The driver program is a Java, Scala, or Python application, which is executed on the Spark Master.

As part of the program, some Spark framework methods will be called, which themselves are executed on the worker nodes.

Each worker node might run multiple executors (as configured: normally one per available CPU core). Each of the executors will receive a task from the scheduler to be executed.

The modules of Apache Spark run directly on top of its core:

Apache Spark with one layer above it consisting of modules Spark SQL, Spark Streaming, MLlib (machine learning), and GraphX (graph).

Apache Spark (Core)

Spark consists of a core framework that manages the internal representation of data, including:

  • serialization
  • memory allocation
  • caching
  • increasing resilience by storing intermediate snapshots on disk
  • automatic retries
  • data exchange (shuffling) between worker nodes
  • etc.

It also provides a bunch of methods to transform data (like map and reduce). All of these methods work on resilient distributed datasets (RDD).

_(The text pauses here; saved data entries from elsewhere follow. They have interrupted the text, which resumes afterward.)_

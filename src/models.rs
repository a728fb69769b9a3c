use std::sync::Arc;

use crate::config::Config;
use crate::db::ClientRegistry;
use crate::presign::{PresignIssuer, PresignVerifier};
use crate::storage::BlobStore;

/// Everything a request handler may touch. Built once at startup and
/// read-only afterwards.
#[derive(Clone)]
pub struct AppState {
    pub config: Config,
    pub registry: Arc<dyn ClientRegistry>,
    pub blobs: Arc<dyn BlobStore>,
    pub issuer: PresignIssuer,
    pub verifier: PresignVerifier,
}

#[derive(Debug, Clone, PartialEq, Eq, serde::Serialize, serde::Deserialize, sqlx::FromRow)]
pub struct ClientRecord {
    pub client_id: String,
    pub api_key: String,
    pub allowed_origin: String,
}

#[derive(Debug, Clone, serde::Serialize, serde::Deserialize)]
pub struct UploadResponse {
    pub message: String,
    pub path: String,
}

impl UploadResponse {
    pub fn uploaded(path: &std::path::Path) -> Self {
        Self {
            message: "uploaded".to_string(),
            path: path.display().to_string(),
        }
    }
}

#[derive(Debug, Clone, serde::Serialize, serde::Deserialize)]
pub struct MessageResponse {
    pub message: String,
}

#[derive(Debug, Clone, serde::Serialize, serde::Deserialize)]
pub struct PresignResponse {
    pub url: String,
}

#[derive(Debug, Clone, serde::Serialize, serde::Deserialize)]
pub struct HealthResponse {
    pub status: String,
    pub timestamp: String,
    pub registry: String,
}

/// Query parameters shared by the file endpoints.
#[derive(Debug, Clone, Default, serde::Deserialize)]
pub struct FileQuery {
    #[serde(default)]
    pub client: String,
    #[serde(default)]
    pub filename: String,
}

#[derive(Debug, Clone, Default, serde::Deserialize)]
pub struct DownloadQuery {
    #[serde(default)]
    pub client: String,
    #[serde(default)]
    pub filename: String,
    #[serde(default, deserialize_with = "empty_as_none")]
    pub width: Option<u32>,
    #[serde(default, deserialize_with = "empty_as_none")]
    pub height: Option<u32>,
}

// `?width=` counts as absent rather than as a parse failure.
fn empty_as_none<'de, D>(deserializer: D) -> Result<Option<u32>, D::Error>
where
    D: serde::Deserializer<'de>,
{
    use serde::Deserialize;

    match Option::<String>::deserialize(deserializer)? {
        None => Ok(None),
        Some(raw) if raw.trim().is_empty() => Ok(None),
        Some(raw) => raw.trim().parse().map(Some).map_err(serde::de::Error::custom),
    }
}

#[derive(Debug, Clone, Default, serde::Deserialize)]
pub struct PresignedUploadQuery {
    #[serde(default)]
    pub client: String,
    #[serde(default)]
    pub q: String,
}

Spark automatically recognizes dependencies between single steps and thereby knows which of them can be executed in parallel.

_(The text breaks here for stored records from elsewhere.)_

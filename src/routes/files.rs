use axum::{
    extract::{DefaultBodyLimit, Query, State},
    http::{header, StatusCode},
    middleware::from_fn_with_state,
    response::IntoResponse,
    routing::{delete, get, post},
    Json, Router,
};
use bytes::Bytes;
use tracing::{error, info};

use crate::middleware::{auth_gate, origin_gate_read};
use crate::models::{AppState, DownloadQuery, FileQuery, MessageResponse, UploadResponse};
use crate::resize;
use crate::storage::{sanitize_client, BlobKey};
use crate::types::{AppError, AppResult};

pub fn router(state: AppState) -> Router {
    let authenticated = Router::new()
        .route("/upload", post(upload_file))
        .route("/delete", delete(delete_file))
        .route("/list", get(list_files))
        .route_layer(from_fn_with_state(state.clone(), auth_gate));

    let public = Router::new()
        .route("/download", get(download_file))
        .route_layer(from_fn_with_state(state.clone(), origin_gate_read));

    authenticated
        .merge(public)
        .layer(DefaultBodyLimit::max(state.config.server.max_upload_bytes))
        .with_state(state)
}

async fn upload_file(
    State(state): State<AppState>,
    Query(query): Query<FileQuery>,
    body: Bytes,
) -> AppResult<impl IntoResponse> {
    let key = BlobKey::parse(&query.client, &query.filename)?;

    let path = state.blobs.save(&key, &body).await.map_err(|e| {
        error!(client = key.client(), filename = key.filename(), "Upload failed: {}", e);
        AppError::from(e)
    })?;

    info!(
        client = key.client(),
        filename = key.filename(),
        size = body.len(),
        "Upload stored"
    );
    Ok((StatusCode::CREATED, Json(UploadResponse::uploaded(&path))))
}

async fn download_file(
    State(state): State<AppState>,
    Query(query): Query<DownloadQuery>,
) -> AppResult<impl IntoResponse> {
    let key = BlobKey::parse(&query.client, &query.filename)?;
    let bytes = state.blobs.open(&key).await?;

    let filename = key.filename().to_string();
    let (width, height) = (query.width, query.height);
    let max_dimension = state.config.server.max_resize_dimension;
    let rendered = tokio::task::spawn_blocking(move || {
        resize::render(bytes, &filename, width, height, max_dimension)
    })
    .await
    .map_err(|e| AppError::Internal(format!("resize task failed: {}", e)))??;

    match rendered.dimensions {
        Some((w, h)) => info!(
            client = key.client(),
            filename = key.filename(),
            "Download in changed dimensions -> {}x{}",
            w,
            h
        ),
        None => info!(
            client = key.client(),
            filename = key.filename(),
            "Download in original dimensions"
        ),
    }

    Ok((
        [(header::CONTENT_TYPE, rendered.content_type)],
        rendered.bytes,
    ))
}

async fn delete_file(
    State(state): State<AppState>,
    Query(query): Query<FileQuery>,
) -> AppResult<Json<MessageResponse>> {
    let key = BlobKey::parse(&query.client, &query.filename)?;
    state.blobs.delete(&key).await?;

    info!(client = key.client(), filename = key.filename(), "Deleted");
    Ok(Json(MessageResponse {
        message: "deleted".to_string(),
    }))
}

async fn list_files(
    State(state): State<AppState>,
    Query(query): Query<FileQuery>,
) -> AppResult<Json<Vec<String>>> {
    let client = sanitize_client(&query.client);
    if client.is_empty() {
        return Err(AppError::Validation("client required".to_string()));
    }

    Ok(Json(state.blobs.list(&client).await?))
}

This is accomplished by building a directed acyclic graph (DAG), which also implies that transformations are not executed right away, but when action functions are called.

So basically, the methods can be divided into two types: RDD transformations and actions.

These are RDD transformations:

  • map(func)
  • flatMap()
  • filter(func)
  • mapPartitions(func)
  • mapPartitionWithIndex()
  • union(dataset)
  • intersection(dataset)
  • distinct()
  • groupByKey()
  • reduceByKey(func, [numTasks])
  • sortByKey()
  • join()
  • coalesce()

And these are RDD actions:

  • count()
  • collect()
  • take(n)
  • top()
  • countByValue()
  • reduce()
  • fold()
  • aggregate()
  • foreach()

The DAG of a running job can be viewed in the Spark UI web interface. It also shows the pending jobs, the lists of tasks, and current resource usage and configuration.

Most of the information can also be reviewed for finished (or failed) jobs if the history server is configured.

Spark SQL

This is an abstraction of Spark’s core API. Whereas the core API works with RDD, and all transformations are defined by the developer explicitly, Spark SQL represents the RDD as so-called DataFrames. The DataFrame API is more like a DSL that looks like SQL.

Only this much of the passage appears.